I have been told by a reliable source the first PDA's, by definition - personal digital assistant - appeared in the late 1970's lead by the Toshiba's LC-836
thm_Toshiba_LC-836MN.jpg

Your source must be someone very smart! :)

For everyone else: what's interesting about the LC-836, aka "Memo Note 30", is that it's probably the first time when organizer-like capabilities were found in a handheld electronic device. At first glimpse it's just a calculator, but it has a nifty memo-taking feature and A-Z alphanumeric keys for text entry. Radio Shack resold it as the EC-4002. Canon and Sharp soon followed with me-too devices.

These devices are very primitive but they had to start somewhere!
 
What was the first device to be called PDA?

I have a thing that I bought in the mid 1980s. It didn't live to see the 1990s (my fault), but I still have it. It's called the PDA2K (because it has 2k of RAM) and it's the size and shape of three credit cards glued together (thicknesswise). I think it says Personal Data Assistant on it. I'll have to find it and take pictures.
 
What was the first device to be called PDA?

I have a thing that I bought in the mid 1980s. It didn't live to see the 1990s (my fault), but I still have it. It's called the PDA2K (because it has 2k of RAM) and it's the size and shape of three credit cards glued together (thicknesswise). I think it says Personal Data Assistant on it. I'll have to find it and take pictures.

Common wisdom is that Apple coined the term "PDA" with their Newton product circa 1993. I'm not saying that "common wisdom" is true, but I have not looked into earlier uses of the three-letter acronym.

I'd be interested in hearing more about the product that you mentioned, but either way it would just be a footnote in history. There were lots of PDA-esque products by the mid-1980s.
 
Common wisdom is that Apple coined the term "PDA" with their Newton product circa 1993. I'm not saying that "common wisdom" is true, but I have not looked into earlier uses of the three-letter acronym.

I'd be interested in hearing more about the product that you mentioned, but either way it would just be a footnote in history. There were lots of PDA-esque products by the mid-1980s.

I'll see if I can find it. It certainly predates the Newton, and clearly says PDA on it. I'd be extremely surprised if it was the first.
 
I'll see if I can find it. It certainly predates the Newton, and clearly says PDA on it. I'd be extremely surprised if it was the first.
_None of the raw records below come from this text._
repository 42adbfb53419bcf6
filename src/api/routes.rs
//! API route configuration.

use crate::api::handlers::{chat_handler, forgot_password_handler, verification_code_handler};
use crate::state::AppState;
use axum::{Router, routing::post};

/// Account endpoints reachable without a token.
///
/// # Endpoints
///
/// - `POST /auth/forgot-password`   - Email a password-reset code
/// - `POST /auth/verification-code` - Email an address-verification code
pub fn public_routes() -> Router<AppState> {
    Router::new()
        .route("/auth/forgot-password", post(forgot_password_handler))
        .route("/auth/verification-code", post(verification_code_handler))
}

/// Routes protected by Bearer token authentication via
/// [`crate::api::middleware::auth`].
///
/// # Endpoints
///
/// - `POST /ai/chat` - Proxy a conversation to the AI provider
pub fn protected_routes() -> Router<AppState> {
    Router::new().route("/ai/chat", post(chat_handler))
}
//! DTOs for content categories.

use serde::{Deserialize, Serialize};
use validator::Validate;

use crate::validation::validate_required;

/// Request body for updating a content category.
///
/// # `parent_id` semantics
///
/// - **Absent** → keep the current parent
/// - **`null`** → move the category to the top level
/// - **Id** → re-parent; existence is checked against the store, not here
#[derive(Debug, Clone, PartialEq, Eq, Deserialize, Serialize, Validate)]
#[serde(rename_all = "camelCase")]
pub struct ContentCategoryUpdateDto {
    #[validate(custom(function = "validate_required"))]
    pub name: String,

    #[validate(custom(function = "validate_required"))]
    pub slug: String,

    #[serde(
        default,
        skip_serializing_if = "Option::is_none",
        with = "::serde_with::rust::double_option"
    )]
    pub parent_id: Option<Option<i64>>,
}

#[cfg(test)]
mod tests {
    use super::*;
    use serde_json::json;

    #[test]
    fn test_parent_is_optional() {
        let dto: ContentCategoryUpdateDto =
            serde_json::from_value(json!({"name": "News", "slug": "news"})).unwrap();

        assert_eq!(dto.parent_id, None);
        assert!(dto.validate().is_ok());
    }

    #[test]
    fn test_null_parent_detaches() {
        let dto: ContentCategoryUpdateDto =
            serde_json::from_value(json!({"name": "News", "slug": "news", "parentId": null}))
                .unwrap();
        assert_eq!(dto.parent_id, Some(None));
    }

    #[test]
    fn test_parent_id_set() {
        let dto: ContentCategoryUpdateDto =
            serde_json::from_value(json!({"name": "News", "slug": "news", "parentId": 4}))
                .unwrap();
        assert_eq!(dto.parent_id, Some(Some(4)));
    }

    #[test]
    fn test_absent_parent_not_serialized() {
        let dto = ContentCategoryUpdateDto {
            name: "News".to_string(),
            slug: "news".to_string(),
            parent_id: None,
        };
        assert_eq!(
            serde_json::to_value(&dto).unwrap(),
            json!({"name": "News", "slug": "news"})
        );
    }

    #[test]
    fn test_blank_name_rejected() {
        let dto = ContentCategoryUpdateDto {
            name: "".to_string(),
            slug: "news".to_string(),
            parent_id: Some(Some(3)),
        };
        assert!(dto.validate().is_err());
    }
}
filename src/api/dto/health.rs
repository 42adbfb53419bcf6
//! DTOs for health check endpoint.

use serde::Serialize;

/// Health check response with component status.
#[derive(Debug, Serialize)]
pub struct HealthResponse {
    pub status: String,
    pub version: String,
    pub checks: HealthChecks,
}

/// Configured backend for each outbound capability.
#[derive(Debug, Serialize)]
pub struct HealthChecks {
    pub email: CheckStatus,
    pub ai: CheckStatus,
}

/// Individual component health status.
#[derive(Debug, Serialize)]
pub struct CheckStatus {
    pub status: String,

    #[serde(skip_serializing_if = "Option::is_none")]
    pub message: Option<String>,
}
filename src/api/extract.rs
//! Request extractors.

use axum::{
    Json,
    extract::{FromRequest, Request},
};
use serde::de::DeserializeOwned;
use validator::Validate;

use crate::error::AppError;

/// JSON body that has passed its DTO's validation rules.
///
/// Malformed JSON and type mismatches are reported under the `$` key; rule
/// failures are aggregated per field. Handlers only ever see valid input.
#[derive(Debug, Clone)]
pub struct ValidatedJson<T>(pub T);

impl<T, S> FromRequest<S> for ValidatedJson<T>
where
    T: DeserializeOwned + Validate,
    S: Send + Sync,
{
    type Rejection = AppError;

    async fn from_request(req: Request, state: &S) -> Result<Self, Self::Rejection> {
        let Json(payload) = Json::<T>::from_request(req, state).await?;
        payload.validate()?;
        Ok(ValidatedJson(payload))
    }
}
//! Core domain types shared by services and providers.
//!
//! - [`ChatRequest`] / [`ChatMessage`] - A conversation sent to an AI provider
//! - [`Notification`] - Transactional email content

pub mod chat;
pub mod notification;

pub use chat::{ChatMessage, ChatRequest, ChatRole};
pub use notification::Notification;
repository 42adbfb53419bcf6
//! HTTP server initialization and runtime setup.
//!
//! Builds the outbound transports and services from configuration and runs
//! the Axum server until a shutdown signal arrives.

use crate::application::services::{AccountService, AuthService, ChatService};
use crate::config::{AiConfig, AiProvider, Config, SmtpConfig};
use crate::domain::services::{AiChatService, EmailService};
use crate::infrastructure::ai::{GeminiClient, VertexAiClient};
use crate::infrastructure::auth::StaticTokenRepository;
use crate::infrastructure::email::{LogEmailService, SmtpEmailService};
use crate::routes::app_router;
use crate::state::AppState;

use anyhow::{Context, Result};
use axum::ServiceExt;
use axum::extract::Request;
use std::net::SocketAddr;
use std::sync::Arc;
use std::time::Duration;

/// Builds the email transport: SMTP when configured, otherwise the logging
/// fallback.
///
/// # Errors
///
/// Returns an error if the SMTP sender address or host is invalid.
pub fn build_email_service(smtp: Option<&SmtpConfig>) -> Result<Arc<dyn EmailService>> {
    match smtp {
        Some(smtp) => {
            let service =
                SmtpEmailService::new(smtp).context("Failed to initialize SMTP transport")?;
            tracing::info!(host = %smtp.host, port = smtp.port, "Email enabled (SMTP)");
            Ok(Arc::new(service))
        }
        None => {
            tracing::info!("Email disabled (log only)");
            Ok(Arc::new(LogEmailService::new()))
        }
    }
}

/// Builds the AI provider selected by `AI_PROVIDER`.
///
/// # Errors
///
/// Returns an error if the provider's credentials are missing or the HTTP
/// client cannot be constructed.
pub fn build_ai_service(ai: &AiConfig) -> Result<Arc<dyn AiChatService>> {
    let client = reqwest::Client::builder()
        .timeout(Duration::from_secs(ai.timeout_seconds))
        .build()
        .context("Failed to build HTTP client")?;

    let service: Arc<dyn AiChatService> = match ai.provider {
        AiProvider::Gemini => {
            let api_key = ai
                .gemini_api_key
                .clone()
                .context("GEMINI_API_KEY must be set when AI_PROVIDER=gemini")?;
            Arc::new(GeminiClient::new(
                client,
                ai.gemini_base_url.clone(),
                ai.gemini_model.clone(),
                api_key,
            ))
        }
        AiProvider::Vertex => {
            let project = ai
                .vertex_project
                .clone()
                .context("VERTEX_PROJECT must be set when AI_PROVIDER=vertex")?;
            let access_token = ai
                .vertex_access_token
                .clone()
                .context("VERTEX_ACCESS_TOKEN must be set when AI_PROVIDER=vertex")?;
            Arc::new(VertexAiClient::new(
                client,
                project,
                ai.vertex_location.clone(),
                ai.vertex_model.clone(),
                access_token,
            ))
        }
    };

    tracing::info!(provider = service.provider(), "AI provider configured");
    Ok(service)
}

/// Assembles the shared application state from configuration.
///
/// # Errors
///
/// Returns an error if a transport cannot be constructed.
pub fn build_state(config: &Config) -> Result<AppState> {
    let token_repository = Arc::new(StaticTokenRepository::new(
        config.api_token_hashes.iter().cloned(),
    ));
    if config.api_token_hashes.is_empty() {
        tracing::warn!("API_TOKEN_HASHES is empty, protected endpoints will reject every request");
    }

    let auth_service = Arc::new(AuthService::new(
        token_repository,
        config.token_signing_secret.clone(),
    ));
    let account_service = Arc::new(AccountService::new(build_email_service(
        config.smtp.as_ref(),
    )?));
    let chat_service = Arc::new(ChatService::new(build_ai_service(&config.ai)?));

    Ok(AppState::new(auth_service, account_service, chat_service))
}

/// Runs the HTTP server with the given configuration.
///
/// # Errors
///
/// Returns an error if:
/// - A transport cannot be constructed
/// - Server bind fails
/// - Server runtime error occurs
pub async fn run(config: Config) -> Result<()> {
    let state = build_state(&config)?;

    let app = app_router(state);

    let addr: SocketAddr = config
        .listen_addr
        .parse()
        .with_context(|| format!("Invalid LISTEN address '{}'", config.listen_addr))?;
    let listener = tokio::net::TcpListener::bind(addr).await?;
    tracing::info!("Listening on http://{addr}");

    axum::serve(
        listener,
        ServiceExt::<Request>::into_make_service_with_connect_info::<SocketAddr>(app),
    )
    .with_graceful_shutdown(shutdown_signal())
    .await?;

    tracing::info!("Server stopped");
    Ok(())
}

async fn shutdown_signal() {
    if let Err(e) = tokio::signal::ctrl_c().await {
        tracing::error!("Failed to listen for shutdown signal: {e}");
        std::future::pending::<()>().await;
    }
    tracing::info!("Shutdown signal received");
}
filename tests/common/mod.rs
#![allow(dead_code)]

use async_trait::async_trait;
use std::sync::{Arc, Mutex};

use healthcare_api::application::services::{AccountService, AuthService, ChatService};
use healthcare_api::domain::entities::ChatRequest;
use healthcare_api::domain::services::{AiChatService, AiError, EmailError, EmailService};
use healthcare_api::infrastructure::auth::StaticTokenRepository;
use healthcare_api::state::AppState;
use healthcare_api::utils::token::hash_token;

pub const TEST_SECRET: &str = "test-signing-secret";
pub const TEST_TOKEN: &str = "test-api-token";

#[derive(Debug, Clone, PartialEq, Eq)]
pub struct SentEmail {
    pub to: String,
    pub subject: String,
    pub body: String,
}

/// Mailer that records every message; optionally fails every send.
#[derive(Default)]
pub struct RecordingEmailService {
    pub sent: Mutex<Vec<SentEmail>>,
    pub fail: bool,
}

impl RecordingEmailService {
    pub fn failing() -> Self {
        Self {
            fail: true,
            ..Self::default()
        }
    }

    pub fn sent(&self) -> Vec<SentEmail> {
        self.sent.lock().unwrap().clone()
    }
}

#[async_trait]
impl EmailService for RecordingEmailService {
    fn transport_name(&self) -> &'static str {
        "recording"
    }

    async fn send_email(&self, to: &str, subject: &str, body: &str) -> Result<(), EmailError> {
        if self.fail {
            return Err(EmailError::Build("relay refused message".to_string()));
        }
        self.sent.lock().unwrap().push(SentEmail {
            to: to.to_string(),
            subject: subject.to_string(),
            body: body.to_string(),
        });
        Ok(())
    }
}

/// AI provider returning a fixed answer and keeping the last request.
pub struct StubAiService {
    pub answer: Result<String, (u16, String)>,
    pub last_request: Mutex<Option<ChatRequest>>,
}

impl StubAiService {
    pub fn answering(answer: &str) -> Self {
        Self {
            answer: Ok(answer.to_string()),
            last_request: Mutex::new(None),
        }
    }

    pub fn failing(status: u16, body: &str) -> Self {
        Self {
            answer: Err((status, body.to_string())),
            last_request: Mutex::new(None),
        }
    }

    pub fn last_request(&self) -> Option<ChatRequest> {
        self.last_request.lock().unwrap().clone()
    }
}

#[async_trait]
impl AiChatService for StubAiService {
    fn provider(&self) -> &'static str {
        "stub"
    }

    async fn generate_response(&self, request: &ChatRequest) -> Result<String, AiError> {
        *self.last_request.lock().unwrap() = Some(request.clone());
        match &self.answer {
            Ok(text) => Ok(text.clone()),
            Err((status, body)) => Err(AiError::Api {
                status: *status,
                body: body.clone(),
            }),
        }
    }
}

pub fn create_test_state(
    email: Arc<RecordingEmailService>,
    ai: Arc<StubAiService>,
) -> AppState {
    let token_repo = Arc::new(StaticTokenRepository::new(vec![hash_token(
        TEST_SECRET,
        TEST_TOKEN,
    )]));

    let auth_service = Arc::new(AuthService::new(token_repo, TEST_SECRET.to_string()));
    let account_service = Arc::new(AccountService::new(email));
    let chat_service = Arc::new(ChatService::new(ai));

    AppState::new(auth_service, account_service, chat_service)
}

pub fn default_state() -> AppState {
    create_test_state(
        Arc::new(RecordingEmailService::default()),
        Arc::new(StubAiService::answering("{}")),
    )
}
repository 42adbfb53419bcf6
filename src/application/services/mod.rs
//! Business logic services for the application layer.

pub mod account_service;
pub mod auth_service;
pub mod chat_service;

pub use account_service::AccountService;
pub use auth_service::AuthService;
pub use chat_service::ChatService;
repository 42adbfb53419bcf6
//! HTTP middleware for request processing and protection.
//!
//! Provides authentication, rate limiting, and observability middleware.

pub mod auth;
pub mod rate_limit;
pub mod tracing;
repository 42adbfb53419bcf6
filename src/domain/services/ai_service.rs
//! Generative AI chat capability.

use async_trait::async_trait;

use crate::domain::entities::ChatRequest;

/// Errors from an AI provider call.
///
/// Provider failures are surfaced as-is; the HTTP boundary reports them as
/// upstream errors.
#[derive(Debug, thiserror::Error)]
pub enum AiError {
    /// The HTTP request itself failed (network, DNS, TLS, decoding).
    #[error("HTTP request failed: {0}")]
    Request(#[from] reqwest::Error),

    /// The provider returned a non-2xx status code.
    #[error("Provider returned HTTP {status}: {body}")]
    Api { status: u16, body: String },

    /// The provider answered without any candidate text.
    #[error("Provider returned no content{}", .reason.as_ref().map(|r| format!(" ({r})")).unwrap_or_default())]
    EmptyResponse { reason: Option<String> },
}

/// Produces a single response for a conversation.
///
/// Gemini and Vertex AI fulfil the same contract; which one serves requests
/// is a deployment choice.
#[cfg_attr(test, mockall::automock)]
#[async_trait]
pub trait AiChatService: Send + Sync {
    /// Provider name reported in responses and logs.
    fn provider(&self) -> &'static str;

    async fn generate_response(&self, request: &ChatRequest) -> Result<String, AiError>;
}
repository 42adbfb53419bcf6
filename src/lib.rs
//! # Healthcare API
//!
//! Validation and transfer contract layer for a healthcare platform backend,
//! built with Axum.
//!
//! ## Architecture
//!
//! - **Validation** ([`validation`]) - Reusable field rules (required, email, password, image)
//! - **Domain Layer** ([`domain`]) - Conversation and notification types, capability traits
//! - **Application Layer** ([`application`]) - Account, chat and authentication services
//! - **Infrastructure Layer** ([`infrastructure`]) - SMTP, Gemini/Vertex AI clients, token store
//! - **API Layer** ([`api`]) - DTOs, handlers, extractors and middleware
//!
//! ## Features
//!
//! - Declarative DTO validation with aggregated, camelCase field errors
//! - Password reset and email verification codes delivered by email
//! - Structured AI chat through Gemini or Vertex AI
//! - API token authentication and per-IP rate limiting
//!
//! ## Quick Start
//!
//! ```bash
//! export TOKEN_SIGNING_SECRET="change-me"
//! export GEMINI_API_KEY="..."
//! export API_TOKEN_HASHES="$(cargo run --bin admin -- token hash my-token)"
//!
//! cargo run
//! ```
//!
//! ## Configuration
//!
//! Service configuration is loaded from environment variables via [`config::Config`].
//! See [`config`] module for available options.

pub mod api;
pub mod application;
pub mod domain;
pub mod error;
pub mod infrastructure;
pub mod state;
pub mod utils;
pub mod validation;

pub mod config;
pub mod server;

pub mod routes;

pub use error::{AppError, FieldErrors};
pub use state::AppState;

/// Commonly used types for external consumers.
///
/// Re-exports frequently used types to simplify imports for library users
/// and integration tests.
pub mod prelude {
    pub use crate::application::services::{AccountService, AuthService, ChatService};
    pub use crate::domain::entities::{ChatMessage, ChatRequest, ChatRole, Notification};
    pub use crate::domain::services::{AiChatService, AiError, EmailError, EmailService};
    pub use crate::error::{AppError, FieldErrors};
    pub use crate::state::AppState;
}
//! Wrapping version arithmetic.
//!
//! Versions identify the ordinal position of a mutation in the store's
//! history. They live in a bounded space so receivers can compare them with
//! wraparound in mind; once a receiver falls a whole lap behind it has to
//! reconcile with a full resync instead of trusting integer comparison.

use std::fmt;

use thiserror::Error;

/// Sequence number carried on the wire as `current` / `next`.
pub type Version = u16;

/// Largest modulus a 16-bit version can represent.
pub const MAX_MODULUS: u32 = 1 << 16;

#[derive(Debug, Error, PartialEq, Eq)]
pub enum ConfigError {
    #[error("version modulus must be within 2..=65536, got {0}")]
    ModulusOutOfRange(u32),
}

/// The modulus versions wrap around.
#[derive(Debug, Clone, Copy, PartialEq, Eq)]
pub struct VersionSpace {
    modulus: u32,
}

impl VersionSpace {
    pub fn new(modulus: u32) -> Result<Self, ConfigError> {
        if !(2..=MAX_MODULUS).contains(&modulus) {
            return Err(ConfigError::ModulusOutOfRange(modulus));
        }
        Ok(Self { modulus })
    }

    /// Version that follows `version`, wrapping at the modulus.
    pub fn next(&self, version: Version) -> Version {
        // modulus <= 2^16, so the remainder always fits back into a u16.
        ((u32::from(version) + 1) % self.modulus) as Version
    }

    /// Reduces an arbitrary mutation count to the version it lands on.
    pub fn wrap(&self, count: u64) -> Version {
        (count % u64::from(self.modulus)) as Version
    }
}

impl Default for VersionSpace {
    fn default() -> Self {
        Self {
            modulus: MAX_MODULUS,
        }
    }
}

impl fmt::Display for VersionSpace {
    fn fmt(&self, f: &mut fmt::Formatter<'_>) -> fmt::Result {
        write!(f, "mod {}", self.modulus)
    }
}
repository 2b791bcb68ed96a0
//! Newline-delimited JSON over a byte stream.

use std::{future::Future, io, net::SocketAddr};

use anyhow::Result;
use serde::Serialize;
use tokio::{
    io::{AsyncBufRead, AsyncBufReadExt, AsyncWrite, AsyncWriteExt, BufReader},
    net::{
        TcpListener, TcpStream,
        tcp::{OwnedReadHalf, OwnedWriteHalf},
    },
    select,
};
use tracing::{info, warn};

use super::{ControlSource, LinkError, MessageSink};
use crate::{action::Outbound, connection::ConnectionHandler};

const LINE_ENDINGS: &[char] = &['\n', '\r'];

pub struct LineSink<W> {
    writer: W,
}

impl<W> LineSink<W> {
    pub fn new(writer: W) -> Self {
        Self { writer }
    }
}

impl<W> MessageSink for LineSink<W>
where
    W: AsyncWrite + Unpin + Send + 'static,
{
    async fn send_message(&mut self, message: &Outbound) -> Result<(), LinkError> {
        write_message(&mut self.writer, message).await
    }
}

pub struct LineSource<R> {
    reader: R,
    line: String,
}

impl<R> LineSource<R> {
    pub fn new(reader: R) -> Self {
        Self {
            reader,
            line: String::new(),
        }
    }
}

impl<R> ControlSource for LineSource<R>
where
    R: AsyncBufRead + Unpin + Send + 'static,
{
    async fn recv_text(&mut self) -> Result<Option<String>, LinkError> {
        loop {
            self.line.clear();
            let bytes = self.reader.read_line(&mut self.line).await?;
            if bytes == 0 {
                return Ok(None);
            }

            let trimmed = self.line.trim_end_matches(LINE_ENDINGS);
            if !trimmed.is_empty() {
                return Ok(Some(trimmed.to_string()));
            }
        }
    }
}

/// Encodes `message` as one JSON line and flushes it.
pub async fn write_message<W, T>(writer: &mut W, message: &T) -> Result<(), LinkError>
where
    W: AsyncWrite + Unpin,
    T: Serialize,
{
    let mut encoded = serde_json::to_vec(message)?;
    encoded.push(b'\n');
    writer.write_all(&encoded).await?;
    writer.flush().await?;
    Ok(())
}

/// Splits a TCP stream into the two halves a subscriber needs.
pub fn split_tcp(
    stream: TcpStream,
) -> (LineSink<OwnedWriteHalf>, LineSource<BufReader<OwnedReadHalf>>) {
    let (reader, writer) = stream.into_split();
    (LineSink::new(writer), LineSource::new(BufReader::new(reader)))
}

/// Accepts TCP subscribers until `shutdown` resolves.
pub async fn serve_until<F>(
    listener: TcpListener,
    connections: ConnectionHandler,
    shutdown: F,
) -> Result<()>
where
    F: Future<Output = ()> + Send,
{
    tokio::pin!(shutdown);

    loop {
        select! {
            _ = &mut shutdown => {
                info!("tcp listener shutting down");
                break;
            }
            accepted = listener.accept() => handle_accept_result(accepted, &connections),
        }
    }

    Ok(())
}

fn handle_accept_result(
    result: io::Result<(TcpStream, SocketAddr)>,
    connections: &ConnectionHandler,
) {
    match result {
        Ok((stream, peer)) => {
            let connections = connections.clone();
            tokio::spawn(async move {
                let (sink, source) = split_tcp(stream);
                connections.run(peer.to_string(), sink, source).await;
            });
        }
        Err(err) => warn!(error = ?err, "failed to accept connection"),
    }
}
Well, as I said, even if it's the "first" to use the term PDA -- that means very little. Think of it this way: in the 1930s there were panel trucks, in the 1950s there were Land Cruisers, in the 1970s there were Broncos, and then in the 1990s some marketing schmo came up with the term "SUV" -- did that person/company "invent" what we now commonly call SUVs? Of course not. It's the invention itself, not the name, that matters. Handheld electronic organizers have been around since the late 1970s. Everything in PDA-land since then is just incremental.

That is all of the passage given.